[Collected data]
[Start of section]

//! The viewer-side script embedded in the generated page.
//!
//! The body is kept as `&'static str` pieces and prefixed at build time with a
//! `DINING_MAP` settings object. `calculateDistance` and `walkMinutes` mirror
//! `geo::distance` and take their constants from those settings.

use serde_json::json;

use crate::config::constants::{
    EARTH_RADIUS_METERS, LABEL_ICON_ANCHOR, LABEL_ICON_SIZE, LOCATE_MAX_ZOOM, MIN_WALK_MINUTES,
    POPUP_MAX_WIDTH, WALKING_SPEED_M_PER_MIN,
};
use crate::config::map_config::MapConfig;
use crate::render::markers::{MarkerSpec, PLACEHOLDER_CLASS};
use crate::render::tiles::TileLayer;

/// Walking estimator shared by every page. Exposes `diningEstimator`.
pub const ESTIMATOR_SCRIPT: &str = r#"
var diningEstimator = (function (settings) {
  'use strict';

  function calculateDistance(lat1, lon1, lat2, lon2) {
    var R = settings.earthRadiusMeters;
    var phi1 = lat1 * Math.PI / 180;
    var phi2 = lat2 * Math.PI / 180;
    var deltaPhi = (lat2 - lat1) * Math.PI / 180;
    var deltaLambda = (lon2 - lon1) * Math.PI / 180;

    var a = Math.sin(deltaPhi / 2) * Math.sin(deltaPhi / 2) +
            Math.cos(phi1) * Math.cos(phi2) *
            Math.sin(deltaLambda / 2) * Math.sin(deltaLambda / 2);
    var c = 2 * Math.atan2(Math.sqrt(a), Math.sqrt(1 - a));

    return R * c;
  }

  function walkMinutes(meters) {
    return Math.max(settings.minWalkMinutes,
                    Math.round(meters / settings.walkingSpeedMetersPerMinute));
  }

  return { calculateDistance: calculateDistance, walkMinutes: walkMinutes };
})(DINING_MAP);
"#;

pub const VIEWER_SCRIPT: &str = r#"
(function () {
  'use strict';

  var settings = DINING_MAP;
  var userFix = null;

  function findLocation(key) {
    for (var i = 0; i < settings.locations.length; i++) {
      if (settings.locations[i].key === key) {
        return settings.locations[i];
      }
    }
    return null;
  }

  function appendLine(parent, heading, value) {
    var b = document.createElement('b');
    b.textContent = heading;
    parent.appendChild(b);
    parent.appendChild(document.createTextNode(value));
  }

  function renderDistance(placeholder, meters, minutes) {
    var panel = document.createElement('div');
    panel.className = 'distance-info';
    appendLine(panel, '📍 Distance from you:', ' ' + Math.round(meters) + ' meters');
    panel.appendChild(document.createElement('br'));
    appendLine(panel, '🚶 Walking time:', ' ~' + minutes + ' minutes');
    while (placeholder.firstChild) {
      placeholder.removeChild(placeholder.firstChild);
    }
    placeholder.appendChild(panel);
  }

  var map = L.map('map', {
    center: [settings.center.lat, settings.center.lon],
    zoom: settings.zoom
  });

  var baseLayers = {};
  settings.tiles.forEach(function (tile) {
    var layer = L.tileLayer(tile.url, { attribution: tile.attribution, maxZoom: 19 });
    if (tile.isDefault) {
      layer.addTo(map);
    }
    baseLayers[tile.name] = layer;
  });

  L.control.layers(baseLayers).addTo(map);
  L.control.scale().addTo(map);
  L.control.fullscreen({ position: 'topleft' }).addTo(map);
  L.control.locate({
    position: 'topleft',
    strings: settings.locate.strings,
    locateOptions: settings.locate.options
  }).addTo(map);

  settings.locations.forEach(function (loc) {
    var tooltip = document.createElement('span');
    tooltip.textContent = loc.tooltip;

    L.marker([loc.lat, loc.lon], {
      icon: L.AwesomeMarkers.icon({ icon: loc.icon, markerColor: loc.color, prefix: 'fa' })
    })
      .bindPopup(document.getElementById(settings.popupIdPrefix + loc.key),
                 { maxWidth: settings.popupMaxWidth })
      .bindTooltip(tooltip)
      .addTo(map);

    L.marker([loc.lat, loc.lon], {
      icon: L.divIcon({
        html: document.getElementById(settings.labelIdPrefix + loc.key),
        className: 'location-label-icon',
        iconSize: settings.labelIconSize,
        iconAnchor: settings.labelIconAnchor
      }),
      interactive: false,
      keyboard: false
    }).addTo(map);
  });

  window.addEventListener('load', function () {
    setTimeout(function () {
      map.on('locationfound', function (e) {
        userFix = e.latlng;
      });

      map.on('popupopen', function (e) {
        if (!userFix) {
          return;
        }
        var content = e.popup.getContent();
        if (!content || !content.dataset) {
          return;
        }
        var loc = findLocation(content.dataset.locationKey);
        var placeholder = content.querySelector('.' + settings.placeholderClass);
        if (!loc || !placeholder) {
          return;
        }
        var meters = diningEstimator.calculateDistance(userFix.lat, userFix.lng, loc.lat, loc.lon);
        renderDistance(placeholder, meters, diningEstimator.walkMinutes(meters));
      });
    }, settings.settleDelayMs);
  });
})();
"#;

/// Serializes the settings object the viewer script reads.
pub fn settings_json(config: &MapConfig, markers: &[MarkerSpec], tiles: &[TileLayer]) -> String {
    let settings = json!({
        "center": config.center,
        "zoom": config.zoom,
        "settleDelayMs": config.settle_delay_ms,
        "earthRadiusMeters": EARTH_RADIUS_METERS,
        "walkingSpeedMetersPerMinute": WALKING_SPEED_M_PER_MIN,
        "minWalkMinutes": MIN_WALK_MINUTES,
        "popupMaxWidth": POPUP_MAX_WIDTH,
        "popupIdPrefix": "popup-",
        "labelIdPrefix": "label-",
        "placeholderClass": PLACEHOLDER_CLASS,
        "labelIconSize": [LABEL_ICON_SIZE.0, LABEL_ICON_SIZE.1],
        "labelIconAnchor": [LABEL_ICON_ANCHOR.0, LABEL_ICON_ANCHOR.1],
        "tiles": tiles,
        "locate": {
            "strings": {
                "title": "📍 Show my location (for distance calc)",
                "popup": "You are here!",
            },
            "options": {
                "enableHighAccuracy": true,
                "watch": true,
                "setView": true,
                "maxZoom": LOCATE_MAX_ZOOM,
            },
        },
        "locations": markers,
    });
    script_safe(&settings.to_string())
}

/// Full script body: settings prelude, the estimator, then the viewer logic.
pub fn viewer_script(config: &MapConfig, markers: &[MarkerSpec], tiles: &[TileLayer]) -> String {
    format!(
        "var DINING_MAP = {};\n{}{}",
        settings_json(config, markers, tiles),
        ESTIMATOR_SCRIPT,
        VIEWER_SCRIPT
    )
}

// `</` can only appear inside JSON strings, where `<\/` decodes to the same text.
fn script_safe(json: &str) -> String {
    json.replace("</", "<\\/")
}
use serde::Serialize;

/// A selectable background layer.
#[derive(Debug, Clone, Serialize)]
#[serde(rename_all = "camelCase")]
pub struct TileLayer {
    pub name: &'static str,
    pub url: &'static str,
    pub attribution: &'static str,
    pub is_default: bool,
}

pub fn default_tile_layers() -> Vec<TileLayer> {
    vec![
        TileLayer {
            name: "OpenStreetMap",
            url: "https://tile.openstreetmap.org/{z}/{x}/{y}.png",
            attribution: "&copy; OpenStreetMap contributors",
            is_default: true,
        },
        TileLayer {
            name: "Light Mode",
            url: "https://{s}.basemaps.cartocdn.com/light_all/{z}/{x}/{y}{r}.png",
            attribution: "&copy; OpenStreetMap contributors &copy; CARTO",
            is_default: false,
        },
        TileLayer {
            name: "Dark Mode",
            url: "https://{s}.basemaps.cartocdn.com/dark_all/{z}/{x}/{y}{r}.png",
            attribution: "&copy; OpenStreetMap contributors &copy; CARTO",
            is_default: false,
        },
        TileLayer {
            name: "Satellite View",
            url: "https://server.arcgisonline.com/ArcGIS/rest/services/World_Imagery/MapServer/tile/{z}/{y}/{x}",
            attribution: "Esri",
            is_default: false,
        },
    ]
}
use std::fs;
use std::path::{Path, PathBuf};

use anyhow::{Context, Result};
use chrono::{DateTime, Local};
use tracing::{info, warn};

use crate::config::constants::TIMESTAMP_FORMAT;
use crate::config::map_config::MapConfig;
use crate::publish::viewer::{SystemViewer, Viewer};
use crate::render::artifact::MapArtifact;
use crate::utils::logging::{self, OperationCategory, PublishType};

/// What happened when the file was handed to the viewer.
#[derive(Debug)]
pub enum ViewerOutcome {
    Opened,
    Skipped,
    Failed(anyhow::Error),
}

#[derive(Debug)]
pub struct PublishResult {
    pub path: PathBuf,
    pub viewer: ViewerOutcome,
}

/// Writes map pages to a timestamped file and opens them.
pub struct Publisher {
    output_dir: PathBuf,
    file_prefix: String,
    viewer: Option<Box<dyn Viewer>>,
}

impl Publisher {
    pub fn new(output_dir: impl AsRef<Path>, file_prefix: &str, viewer: Option<Box<dyn Viewer>>) -> Self {
        Self {
            output_dir: output_dir.as_ref().to_path_buf(),
            file_prefix: file_prefix.to_string(),
            viewer,
        }
    }

    pub fn from_config(config: &MapConfig) -> Self {
        let viewer: Option<Box<dyn Viewer>> = if config.open_viewer {
            Some(Box::new(SystemViewer))
        } else {
            None
        };
        Self::new(&config.output_dir, &config.file_prefix, viewer)
    }

    pub fn publish(&self, artifact: &MapArtifact) -> Result<PublishResult> {
        self.publish_at(artifact, Local::now())
    }

    /// Write the artifact, then try to open it. Only the write can fail; a
    /// viewer failure is logged and reported in the result.
    #[tracing::instrument(skip(self, artifact), fields(dir = %self.output_dir.display()))]
    pub fn publish_at(&self, artifact: &MapArtifact, now: DateTime<Local>) -> Result<PublishResult> {
        {
            let _timing = logging::start_timing(
                "create_output_dir",
                OperationCategory::Publish { subcategory: PublishType::DirectoryCreate },
            );
            fs::create_dir_all(&self.output_dir).with_context(|| {
                format!("failed to create output directory {}", self.output_dir.display())
            })?;
        }

        let dir = std::path::absolute(&self.output_dir).with_context(|| {
            format!("failed to resolve output directory {}", self.output_dir.display())
        })?;
        let path = dir.join(artifact_filename(&self.file_prefix, now));

        {
            let _timing = logging::start_timing(
                "write_artifact",
                OperationCategory::Publish { subcategory: PublishType::FileWrite },
            );
            fs::write(&path, artifact.to_html())
                .with_context(|| format!("failed to write map to {}", path.display()))?;
        }
        info!(path = %path.display(), "map saved");

        let viewer = match &self.viewer {
            None => ViewerOutcome::Skipped,
            Some(viewer) => {
                let _timing = logging::start_timing(
                    "launch_viewer",
                    OperationCategory::Publish { subcategory: PublishType::ViewerLaunch },
                );
                match viewer.open(&path) {
                    Ok(()) => ViewerOutcome::Opened,
                    Err(err) => {
                        warn!(path = %path.display(), "could not open viewer: {:#}", err);
                        ViewerOutcome::Failed(err)
                    }
                }
            }
        };

        Ok(PublishResult { path, viewer })
    }
}

/// `<prefix>_<YYYYMMDD_HHMMSS>.html`. Second granularity: two publishes within
/// the same second resolve to the same file and the later one overwrites the
/// earlier.
pub fn artifact_filename(prefix: &str, now: DateTime<Local>) -> String {
    format!("{}_{}.html", prefix, now.format(TIMESTAMP_FORMAT))
}

#[cfg(test)]
mod tests {
    use super::*;
    use crate::data::registry::LocationRegistry;
    use crate::publish::viewer::file_url;
    use crate::render::builder::build;
    use chrono::TimeZone;
    use std::cell::RefCell;
    use std::rc::Rc;

    struct FailingViewer;

    impl Viewer for FailingViewer {
        fn open(&self, _path: &Path) -> Result<()> {
            anyhow::bail!("no display")
        }
    }

    struct RecordingViewer(Rc<RefCell<Vec<PathBuf>>>);

    impl Viewer for RecordingViewer {
        fn open(&self, path: &Path) -> Result<()> {
            self.0.borrow_mut().push(path.to_path_buf());
            Ok(())
        }
    }

    fn artifact() -> MapArtifact {
        let registry = LocationRegistry::vt_dining_halls().unwrap();
        build(&registry, &MapConfig::default())
    }

    fn fixed_time() -> DateTime<Local> {
        Local.with_ymd_and_hms(2025, 9, 14, 8, 5, 3).unwrap()
    }

    #[test]
    fn test_filename_pattern() {
        assert_eq!(
            artifact_filename("VT_Dining_Halls", fixed_time()),
            "VT_Dining_Halls_20250914_080503.html"
        );
    }

    #[test]
    fn test_publish_creates_missing_directory_and_writes_file() {
        let tmp = tempfile::tempdir().unwrap();
        let out = tmp.path().join("nested").join("maps");
        let publisher = Publisher::new(&out, "VT_Dining_Halls", None);

        let result = publisher.publish_at(&artifact(), fixed_time()).unwrap();

        assert!(result.path.is_absolute());
        assert!(!result.path.to_string_lossy().starts_with(r"\\?\"));
        assert!(!file_url(&result.path).starts_with("file:////"));
        assert!(result.path.ends_with("VT_Dining_Halls_20250914_080503.html"));
        assert!(matches!(result.viewer, ViewerOutcome::Skipped));
        let written = fs::read_to_string(&result.path).unwrap();
        assert!(written.contains("Dietrick Hall (D2)"));
    }

    #[test]
    fn test_directory_creation_is_idempotent() {
        let tmp = tempfile::tempdir().unwrap();
        let publisher = Publisher::new(tmp.path(), "map", None);
        let later = fixed_time() + chrono::Duration::seconds(1);

        let first = publisher.publish_at(&artifact(), fixed_time()).unwrap();
        let second = publisher.publish_at(&artifact(), later).unwrap();

        assert_ne!(first.path, second.path);
        assert!(first.path.exists() && second.path.exists());
    }

    #[test]
    fn test_same_second_publishes_collide() {
        let tmp = tempfile::tempdir().unwrap();
        let publisher = Publisher::new(tmp.path(), "map", None);

        let first = publisher.publish_at(&artifact(), fixed_time()).unwrap();
        let second = publisher.publish_at(&artifact(), fixed_time()).unwrap();

        assert_eq!(first.path, second.path);
        assert_eq!(fs::read_dir(tmp.path()).unwrap().count(), 1);
    }

    #[test]
    fn test_viewer_failure_is_not_fatal() {
        let tmp = tempfile::tempdir().unwrap();
        let publisher = Publisher::new(tmp.path(), "map", Some(Box::new(FailingViewer)));

        let result = publisher.publish_at(&artifact(), fixed_time()).unwrap();

        assert!(result.path.exists());
        match result.viewer {
            ViewerOutcome::Failed(err) => assert!(err.to_string().contains("no display")),
            other => panic!("expected failure, got {:?}", other),
        }
    }

    #[test]
    fn test_viewer_receives_written_path() {
        let tmp = tempfile::tempdir().unwrap();
        let opened = Rc::new(RefCell::new(Vec::new()));
        let publisher = Publisher::new(
            tmp.path(),
            "map",
            Some(Box::new(RecordingViewer(Rc::clone(&opened)))),
        );

        let result = publisher.publish_at(&artifact(), fixed_time()).unwrap();

        assert!(matches!(result.viewer, ViewerOutcome::Opened));
        assert_eq!(opened.borrow().as_slice(), &[result.path.clone()]);
    }

    #[test]
    fn test_write_failure_is_fatal() {
        let tmp = tempfile::tempdir().unwrap();
        let blocker = tmp.path().join("not-a-dir");
        fs::write(&blocker, "x").unwrap();
        let publisher = Publisher::new(&blocker, "map", None);

        assert!(publisher.publish_at(&artifact(), fixed_time()).is_err());
    }
}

[End of section]

ASSIGNMENT »
Start with the line above that contains "let viewer: Option<Box<dyn" and end with the line that contains "can fail; a". Write out those lines exactly, and only those.

SOLUTION FOR THIS TASK »
        let viewer: Option<Box<dyn Viewer>> = if config.open_viewer {
            Some(Box::new(SystemViewer))
        } else {
            None
        };
        Self::new(&config.output_dir, &config.file_prefix, viewer)
    }

    pub fn publish(&self, artifact: &MapArtifact) -> Result<PublishResult> {
        self.publish_at(artifact, Local::now())
    }

    /// Write the artifact, then try to open it. Only the write can fail; a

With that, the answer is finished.